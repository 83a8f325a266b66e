//! Grade Beam HTTP Server

use std::net::SocketAddr;
use std::time::Duration;

use anyhow::Context;
use axum::{
    extract::{Json, State},
    http::StatusCode,
    response::{IntoResponse, Response},
    routing::{get, post},
    Router,
};
use log::{info, warn};
use serde::Serialize;
use tower_http::cors::{Any, CorsLayer};

use gradebeam::prelude::*;

#[derive(Debug, Clone)]
struct ServerConfig {
    host: String,
    port: u16,
    solve_timeout: Duration,
}

impl ServerConfig {
    fn from_env() -> anyhow::Result<Self> {
        let host = std::env::var("GRADEBEAM_HOST").unwrap_or_else(|_| "0.0.0.0".to_string());
        let port = match std::env::var("GRADEBEAM_PORT") {
            Ok(raw) => raw.parse().context("GRADEBEAM_PORT must be a port number")?,
            Err(_) => 8086,
        };
        let timeout_ms: u64 = match std::env::var("GRADEBEAM_SOLVE_TIMEOUT_MS") {
            Ok(raw) => raw
                .parse()
                .context("GRADEBEAM_SOLVE_TIMEOUT_MS must be a whole number of milliseconds")?,
            Err(_) => 10_000,
        };
        Ok(Self {
            host,
            port,
            solve_timeout: Duration::from_millis(timeout_ms),
        })
    }
}

#[derive(Debug, Serialize)]
struct HealthResponse {
    status: String,
    version: String,
}

#[derive(Debug, Serialize)]
struct SweepResponse {
    success: bool,
    #[serde(skip_serializing_if = "Vec::is_empty")]
    errors: Vec<GradeBeamError>,
    #[serde(skip_serializing_if = "Option::is_none")]
    results: Option<ReactionTable>,
}

impl SweepResponse {
    fn rejected(status: StatusCode, errors: Vec<GradeBeamError>) -> Response {
        let body = Self {
            success: false,
            errors,
            results: None,
        };
        (status, Json(body)).into_response()
    }
}

async fn health() -> impl IntoResponse {
    Json(HealthResponse {
        status: "healthy".to_string(),
        version: env!("CARGO_PKG_VERSION").to_string(),
    })
}

async fn sweep(State(config): State<ServerConfig>, Json(request): Json<SweepRequest>) -> Response {
    let input = match request.validate() {
        Ok(input) => input,
        Err(errors) => return SweepResponse::rejected(StatusCode::BAD_REQUEST, errors),
    };

    let options = SweepOptions::parallel().with_timeout(config.solve_timeout);
    let job = tokio::task::spawn_blocking(move || {
        run_sweep_with(&input.beam, &input.moduli, input.n_springs, &input.loads, &options)
    });

    // The sweep honors its own deadline; this bounds the blocking task as well
    let grace = config.solve_timeout + Duration::from_secs(1);
    match tokio::time::timeout(grace, job).await {
        Ok(Ok(table)) => {
            let body = SweepResponse {
                success: table.all_succeeded(),
                errors: Vec::new(),
                results: Some(table),
            };
            (StatusCode::OK, Json(body)).into_response()
        }
        Ok(Err(join_err)) => {
            warn!("Sweep task failed: {}", join_err);
            SweepResponse::rejected(
                StatusCode::INTERNAL_SERVER_ERROR,
                vec![GradeBeamError::SolverFailure(join_err.to_string())],
            )
        }
        Err(_) => SweepResponse::rejected(
            StatusCode::GATEWAY_TIMEOUT,
            vec![GradeBeamError::SolverFailure(format!(
                "timed out after {:?}",
                config.solve_timeout
            ))],
        ),
    }
}

/// Assembled model for the first modulus, without solving it
async fn model(Json(request): Json<SweepRequest>) -> Response {
    let input = match request.validate() {
        Ok(input) => input,
        Err(errors) => return SweepResponse::rejected(StatusCode::BAD_REQUEST, errors),
    };

    let modulus = input.moduli.first().copied().unwrap_or_default();
    let foundation = FoundationSpec::new(modulus, input.n_springs);
    let result = DiscretizedModel::uniform(&input.beam, &foundation)
        .and_then(|springs| build_model(&input.beam, &springs, &input.loads));

    match result {
        Ok(model) => (StatusCode::OK, Json(model)).into_response(),
        Err(err) => SweepResponse::rejected(StatusCode::UNPROCESSABLE_ENTITY, vec![err]),
    }
}

#[tokio::main]
async fn main() -> anyhow::Result<()> {
    env_logger::init();

    let config = ServerConfig::from_env()?;

    let cors = CorsLayer::new()
        .allow_origin(Any)
        .allow_methods(Any)
        .allow_headers(Any);

    let app = Router::new()
        .route("/health", get(health))
        .route("/api/v1/sweep", post(sweep))
        .route("/api/v1/model", post(model))
        .layer(cors)
        .with_state(config.clone());

    let addr: SocketAddr = format!("{}:{}", config.host, config.port)
        .parse()
        .context("GRADEBEAM_HOST must be an IP address")?;
    info!("Solve timeout {:?}", config.solve_timeout);
    println!("Grade Beam Server listening on http://{}", addr);
    println!("  Health check: GET  /health");
    println!("  Sweep:        POST /api/v1/sweep");
    println!("  Model:        POST /api/v1/model");

    let listener = tokio::net::TcpListener::bind(addr).await?;
    axum::serve(listener, app).await?;
    Ok(())
}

• **What is expected**:
Return every line of the data unchanged.

• **Final answer**:
repository 83a8f325a266b66e
//! Grade Beam HTTP Server

use std::net::SocketAddr;
use std::time::Duration;

use anyhow::Context;
use axum::{
    extract::{Json, State},
    http::StatusCode,
    response::{IntoResponse, Response},
    routing::{get, post},
    Router,
};
use log::{info, warn};
use serde::Serialize;
use tower_http::cors::{Any, CorsLayer};

use gradebeam::prelude::*;

#[derive(Debug, Clone)]
struct ServerConfig {
    host: String,
    port: u16,
    solve_timeout: Duration,
}

impl ServerConfig {
    fn from_env() -> anyhow::Result<Self> {
        let host = std::env::var("GRADEBEAM_HOST").unwrap_or_else(|_| "0.0.0.0".to_string());
        let port = match std::env::var("GRADEBEAM_PORT") {
            Ok(raw) => raw.parse().context("GRADEBEAM_PORT must be a port number")?,
            Err(_) => 8086,
        };
        let timeout_ms: u64 = match std::env::var("GRADEBEAM_SOLVE_TIMEOUT_MS") {
            Ok(raw) => raw
                .parse()
                .context("GRADEBEAM_SOLVE_TIMEOUT_MS must be a whole number of milliseconds")?,
            Err(_) => 10_000,
        };
        Ok(Self {
            host,
            port,
            solve_timeout: Duration::from_millis(timeout_ms),
        })
    }
}

#[derive(Debug, Serialize)]
struct HealthResponse {
    status: String,
    version: String,
}

#[derive(Debug, Serialize)]
struct SweepResponse {
    success: bool,
    #[serde(skip_serializing_if = "Vec::is_empty")]
    errors: Vec<GradeBeamError>,
    #[serde(skip_serializing_if = "Option::is_none")]
    results: Option<ReactionTable>,
}

impl SweepResponse {
    fn rejected(status: StatusCode, errors: Vec<GradeBeamError>) -> Response {
        let body = Self {
            success: false,
            errors,
            results: None,
        };
        (status, Json(body)).into_response()
    }
}

async fn health() -> impl IntoResponse {
    Json(HealthResponse {
        status: "healthy".to_string(),
        version: env!("CARGO_PKG_VERSION").to_string(),
    })
}

async fn sweep(State(config): State<ServerConfig>, Json(request): Json<SweepRequest>) -> Response {
    let input = match request.validate() {
        Ok(input) => input,
        Err(errors) => return SweepResponse::rejected(StatusCode::BAD_REQUEST, errors),
    };

    let options = SweepOptions::parallel().with_timeout(config.solve_timeout);
    let job = tokio::task::spawn_blocking(move || {
        run_sweep_with(&input.beam, &input.moduli, input.n_springs, &input.loads, &options)
    });

    // The sweep honors its own deadline; this bounds the blocking task as well
    let grace = config.solve_timeout + Duration::from_secs(1);
    match tokio::time::timeout(grace, job).await {
        Ok(Ok(table)) => {
            let body = SweepResponse {
                success: table.all_succeeded(),
                errors: Vec::new(),
                results: Some(table),
            };
            (StatusCode::OK, Json(body)).into_response()
        }
        Ok(Err(join_err)) => {
            warn!("Sweep task failed: {}", join_err);
            SweepResponse::rejected(
                StatusCode::INTERNAL_SERVER_ERROR,
                vec![GradeBeamError::SolverFailure(join_err.to_string())],
            )
        }
        Err(_) => SweepResponse::rejected(
            StatusCode::GATEWAY_TIMEOUT,
            vec![GradeBeamError::SolverFailure(format!(
                "timed out after {:?}",
                config.solve_timeout
            ))],
        ),
    }
}

/// Assembled model for the first modulus, without solving it
async fn model(Json(request): Json<SweepRequest>) -> Response {
    let input = match request.validate() {
        Ok(input) => input,
        Err(errors) => return SweepResponse::rejected(StatusCode::BAD_REQUEST, errors),
    };

    let modulus = input.moduli.first().copied().unwrap_or_default();
    let foundation = FoundationSpec::new(modulus, input.n_springs);
    let result = DiscretizedModel::uniform(&input.beam, &foundation)
        .and_then(|springs| build_model(&input.beam, &springs, &input.loads));

    match result {
        Ok(model) => (StatusCode::OK, Json(model)).into_response(),
        Err(err) => SweepResponse::rejected(StatusCode::UNPROCESSABLE_ENTITY, vec![err]),
    }
}

#[tokio::main]
async fn main() -> anyhow::Result<()> {
    env_logger::init();

    let config = ServerConfig::from_env()?;

    let cors = CorsLayer::new()
        .allow_origin(Any)
        .allow_methods(Any)
        .allow_headers(Any);

    let app = Router::new()
        .route("/health", get(health))
        .route("/api/v1/sweep", post(sweep))
        .route("/api/v1/model", post(model))
        .layer(cors)
        .with_state(config.clone());

    let addr: SocketAddr = format!("{}:{}", config.host, config.port)
        .parse()
        .context("GRADEBEAM_HOST must be an IP address")?;
    info!("Solve timeout {:?}", config.solve_timeout);
    println!("Grade Beam Server listening on http://{}", addr);
    println!("  Health check: GET  /health");
    println!("  Sweep:        POST /api/v1/sweep");
    println!("  Model:        POST /api/v1/model");

    let listener = tokio::net::TcpListener::bind(addr).await?;
    axum::serve(listener, app).await?;
    Ok(())
}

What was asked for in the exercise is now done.